_AIM OF THE TASK_
All of the data is to be copied without a single change.

_Source data_
=====

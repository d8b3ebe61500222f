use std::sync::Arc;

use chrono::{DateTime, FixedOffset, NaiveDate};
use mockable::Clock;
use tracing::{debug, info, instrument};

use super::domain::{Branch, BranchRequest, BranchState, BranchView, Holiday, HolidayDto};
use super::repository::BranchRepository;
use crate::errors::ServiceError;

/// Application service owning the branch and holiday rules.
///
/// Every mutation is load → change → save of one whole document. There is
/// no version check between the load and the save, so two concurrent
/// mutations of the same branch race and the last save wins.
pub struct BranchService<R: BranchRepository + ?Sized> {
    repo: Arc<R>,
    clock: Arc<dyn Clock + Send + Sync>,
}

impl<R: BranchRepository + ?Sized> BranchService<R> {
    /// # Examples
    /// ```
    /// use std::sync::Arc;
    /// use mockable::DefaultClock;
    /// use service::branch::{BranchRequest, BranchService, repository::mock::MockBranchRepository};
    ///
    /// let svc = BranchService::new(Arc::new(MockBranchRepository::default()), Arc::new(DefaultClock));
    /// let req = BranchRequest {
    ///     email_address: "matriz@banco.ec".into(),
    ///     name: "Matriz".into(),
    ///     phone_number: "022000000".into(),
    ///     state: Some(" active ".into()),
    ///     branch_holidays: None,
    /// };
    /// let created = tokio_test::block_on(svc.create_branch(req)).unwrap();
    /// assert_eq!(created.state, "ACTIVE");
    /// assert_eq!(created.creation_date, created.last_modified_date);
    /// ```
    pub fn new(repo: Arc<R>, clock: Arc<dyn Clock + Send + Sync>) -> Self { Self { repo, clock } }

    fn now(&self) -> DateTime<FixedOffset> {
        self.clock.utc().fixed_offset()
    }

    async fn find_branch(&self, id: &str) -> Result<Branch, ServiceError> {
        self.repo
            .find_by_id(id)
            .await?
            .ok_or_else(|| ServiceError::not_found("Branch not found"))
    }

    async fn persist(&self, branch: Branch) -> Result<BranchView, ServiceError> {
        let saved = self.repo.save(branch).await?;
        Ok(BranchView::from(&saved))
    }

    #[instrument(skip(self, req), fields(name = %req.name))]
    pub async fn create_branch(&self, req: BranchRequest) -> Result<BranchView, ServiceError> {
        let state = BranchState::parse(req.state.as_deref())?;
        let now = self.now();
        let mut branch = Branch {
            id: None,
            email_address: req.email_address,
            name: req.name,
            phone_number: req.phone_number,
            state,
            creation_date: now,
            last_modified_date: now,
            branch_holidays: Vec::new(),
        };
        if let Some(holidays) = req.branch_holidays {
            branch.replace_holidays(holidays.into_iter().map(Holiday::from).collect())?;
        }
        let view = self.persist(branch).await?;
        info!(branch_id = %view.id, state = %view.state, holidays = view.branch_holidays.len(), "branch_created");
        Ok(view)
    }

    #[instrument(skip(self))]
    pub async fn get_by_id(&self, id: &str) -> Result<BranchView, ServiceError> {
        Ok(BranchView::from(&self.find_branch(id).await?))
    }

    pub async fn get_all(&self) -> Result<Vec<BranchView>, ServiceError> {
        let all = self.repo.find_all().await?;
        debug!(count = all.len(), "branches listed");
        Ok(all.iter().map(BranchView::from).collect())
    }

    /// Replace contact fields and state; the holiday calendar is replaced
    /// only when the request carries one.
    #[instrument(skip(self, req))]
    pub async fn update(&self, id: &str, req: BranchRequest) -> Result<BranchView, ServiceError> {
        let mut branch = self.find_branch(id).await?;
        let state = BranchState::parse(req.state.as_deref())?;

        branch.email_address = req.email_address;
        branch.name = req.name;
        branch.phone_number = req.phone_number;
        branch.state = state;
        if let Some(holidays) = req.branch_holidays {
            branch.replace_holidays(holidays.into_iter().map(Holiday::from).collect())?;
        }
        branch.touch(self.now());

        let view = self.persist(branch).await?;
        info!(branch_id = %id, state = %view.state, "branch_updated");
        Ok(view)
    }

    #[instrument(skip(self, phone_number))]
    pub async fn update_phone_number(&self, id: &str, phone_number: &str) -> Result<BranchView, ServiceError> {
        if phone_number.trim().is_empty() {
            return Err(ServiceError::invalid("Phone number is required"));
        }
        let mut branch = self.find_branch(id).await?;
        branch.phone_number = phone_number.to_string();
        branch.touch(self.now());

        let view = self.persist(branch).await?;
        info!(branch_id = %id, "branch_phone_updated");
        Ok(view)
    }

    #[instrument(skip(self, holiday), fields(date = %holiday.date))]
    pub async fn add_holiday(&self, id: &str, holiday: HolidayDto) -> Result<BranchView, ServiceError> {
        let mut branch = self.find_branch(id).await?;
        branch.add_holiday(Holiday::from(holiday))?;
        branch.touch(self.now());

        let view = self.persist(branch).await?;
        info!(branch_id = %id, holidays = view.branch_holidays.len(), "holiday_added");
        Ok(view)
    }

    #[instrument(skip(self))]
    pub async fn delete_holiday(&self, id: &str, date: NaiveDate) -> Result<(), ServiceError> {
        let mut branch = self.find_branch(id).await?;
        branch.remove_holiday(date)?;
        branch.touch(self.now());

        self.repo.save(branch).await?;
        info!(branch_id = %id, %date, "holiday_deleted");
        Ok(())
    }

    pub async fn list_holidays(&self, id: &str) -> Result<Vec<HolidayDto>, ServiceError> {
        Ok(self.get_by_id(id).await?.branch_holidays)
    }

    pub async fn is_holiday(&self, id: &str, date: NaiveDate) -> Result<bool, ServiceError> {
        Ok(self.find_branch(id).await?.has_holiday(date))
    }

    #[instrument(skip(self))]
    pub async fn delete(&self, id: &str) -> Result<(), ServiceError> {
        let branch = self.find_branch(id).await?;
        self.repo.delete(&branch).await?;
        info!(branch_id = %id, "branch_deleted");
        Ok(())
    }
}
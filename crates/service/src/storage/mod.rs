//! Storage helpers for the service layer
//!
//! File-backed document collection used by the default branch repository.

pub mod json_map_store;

=====

_EXERCISE SOLUTION_
repository d8b3ebe61500222f
use std::sync::Arc;

use chrono::{DateTime, FixedOffset, NaiveDate};
use mockable::Clock;
use tracing::{debug, info, instrument};

use super::domain::{Branch, BranchRequest, BranchState, BranchView, Holiday, HolidayDto};
use super::repository::BranchRepository;
use crate::errors::ServiceError;

/// Application service owning the branch and holiday rules.
///
/// Every mutation is load → change → save of one whole document. There is
/// no version check between the load and the save, so two concurrent
/// mutations of the same branch race and the last save wins.
pub struct BranchService<R: BranchRepository + ?Sized> {
    repo: Arc<R>,
    clock: Arc<dyn Clock + Send + Sync>,
}

impl<R: BranchRepository + ?Sized> BranchService<R> {
    /// # Examples
    /// ```
    /// use std::sync::Arc;
    /// use mockable::DefaultClock;
    /// use service::branch::{BranchRequest, BranchService, repository::mock::MockBranchRepository};
    ///
    /// let svc = BranchService::new(Arc::new(MockBranchRepository::default()), Arc::new(DefaultClock));
    /// let req = BranchRequest {
    ///     email_address: "matriz@banco.ec".into(),
    ///     name: "Matriz".into(),
    ///     phone_number: "022000000".into(),
    ///     state: Some(" active ".into()),
    ///     branch_holidays: None,
    /// };
    /// let created = tokio_test::block_on(svc.create_branch(req)).unwrap();
    /// assert_eq!(created.state, "ACTIVE");
    /// assert_eq!(created.creation_date, created.last_modified_date);
    /// ```
    pub fn new(repo: Arc<R>, clock: Arc<dyn Clock + Send + Sync>) -> Self { Self { repo, clock } }

    fn now(&self) -> DateTime<FixedOffset> {
        self.clock.utc().fixed_offset()
    }

    async fn find_branch(&self, id: &str) -> Result<Branch, ServiceError> {
        self.repo
            .find_by_id(id)
            .await?
            .ok_or_else(|| ServiceError::not_found("Branch not found"))
    }

    async fn persist(&self, branch: Branch) -> Result<BranchView, ServiceError> {
        let saved = self.repo.save(branch).await?;
        Ok(BranchView::from(&saved))
    }

    #[instrument(skip(self, req), fields(name = %req.name))]
    pub async fn create_branch(&self, req: BranchRequest) -> Result<BranchView, ServiceError> {
        let state = BranchState::parse(req.state.as_deref())?;
        let now = self.now();
        let mut branch = Branch {
            id: None,
            email_address: req.email_address,
            name: req.name,
            phone_number: req.phone_number,
            state,
            creation_date: now,
            last_modified_date: now,
            branch_holidays: Vec::new(),
        };
        if let Some(holidays) = req.branch_holidays {
            branch.replace_holidays(holidays.into_iter().map(Holiday::from).collect())?;
        }
        let view = self.persist(branch).await?;
        info!(branch_id = %view.id, state = %view.state, holidays = view.branch_holidays.len(), "branch_created");
        Ok(view)
    }

    #[instrument(skip(self))]
    pub async fn get_by_id(&self, id: &str) -> Result<BranchView, ServiceError> {
        Ok(BranchView::from(&self.find_branch(id).await?))
    }

    pub async fn get_all(&self) -> Result<Vec<BranchView>, ServiceError> {
        let all = self.repo.find_all().await?;
        debug!(count = all.len(), "branches listed");
        Ok(all.iter().map(BranchView::from).collect())
    }

    /// Replace contact fields and state; the holiday calendar is replaced
    /// only when the request carries one.
    #[instrument(skip(self, req))]
    pub async fn update(&self, id: &str, req: BranchRequest) -> Result<BranchView, ServiceError> {
        let mut branch = self.find_branch(id).await?;
        let state = BranchState::parse(req.state.as_deref())?;

        branch.email_address = req.email_address;
        branch.name = req.name;
        branch.phone_number = req.phone_number;
        branch.state = state;
        if let Some(holidays) = req.branch_holidays {
            branch.replace_holidays(holidays.into_iter().map(Holiday::from).collect())?;
        }
        branch.touch(self.now());

        let view = self.persist(branch).await?;
        info!(branch_id = %id, state = %view.state, "branch_updated");
        Ok(view)
    }

    #[instrument(skip(self, phone_number))]
    pub async fn update_phone_number(&self, id: &str, phone_number: &str) -> Result<BranchView, ServiceError> {
        if phone_number.trim().is_empty() {
            return Err(ServiceError::invalid("Phone number is required"));
        }
        let mut branch = self.find_branch(id).await?;
        branch.phone_number = phone_number.to_string();
        branch.touch(self.now());

        let view = self.persist(branch).await?;
        info!(branch_id = %id, "branch_phone_updated");
        Ok(view)
    }

    #[instrument(skip(self, holiday), fields(date = %holiday.date))]
    pub async fn add_holiday(&self, id: &str, holiday: HolidayDto) -> Result<BranchView, ServiceError> {
        let mut branch = self.find_branch(id).await?;
        branch.add_holiday(Holiday::from(holiday))?;
        branch.touch(self.now());

        let view = self.persist(branch).await?;
        info!(branch_id = %id, holidays = view.branch_holidays.len(), "holiday_added");
        Ok(view)
    }

    #[instrument(skip(self))]
    pub async fn delete_holiday(&self, id: &str, date: NaiveDate) -> Result<(), ServiceError> {
        let mut branch = self.find_branch(id).await?;
        branch.remove_holiday(date)?;
        branch.touch(self.now());

        self.repo.save(branch).await?;
        info!(branch_id = %id, %date, "holiday_deleted");
        Ok(())
    }

    pub async fn list_holidays(&self, id: &str) -> Result<Vec<HolidayDto>, ServiceError> {
        Ok(self.get_by_id(id).await?.branch_holidays)
    }

    pub async fn is_holiday(&self, id: &str, date: NaiveDate) -> Result<bool, ServiceError> {
        Ok(self.find_branch(id).await?.has_holiday(date))
    }

    #[instrument(skip(self))]
    pub async fn delete(&self, id: &str) -> Result<(), ServiceError> {
        let branch = self.find_branch(id).await?;
        self.repo.delete(&branch).await?;
        info!(branch_id = %id, "branch_deleted");
        Ok(())
    }
}
filename crates/service/src/storage/mod.rs
//! Storage helpers for the service layer
//!
//! File-backed document collection used by the default branch repository.

pub mod json_map_store;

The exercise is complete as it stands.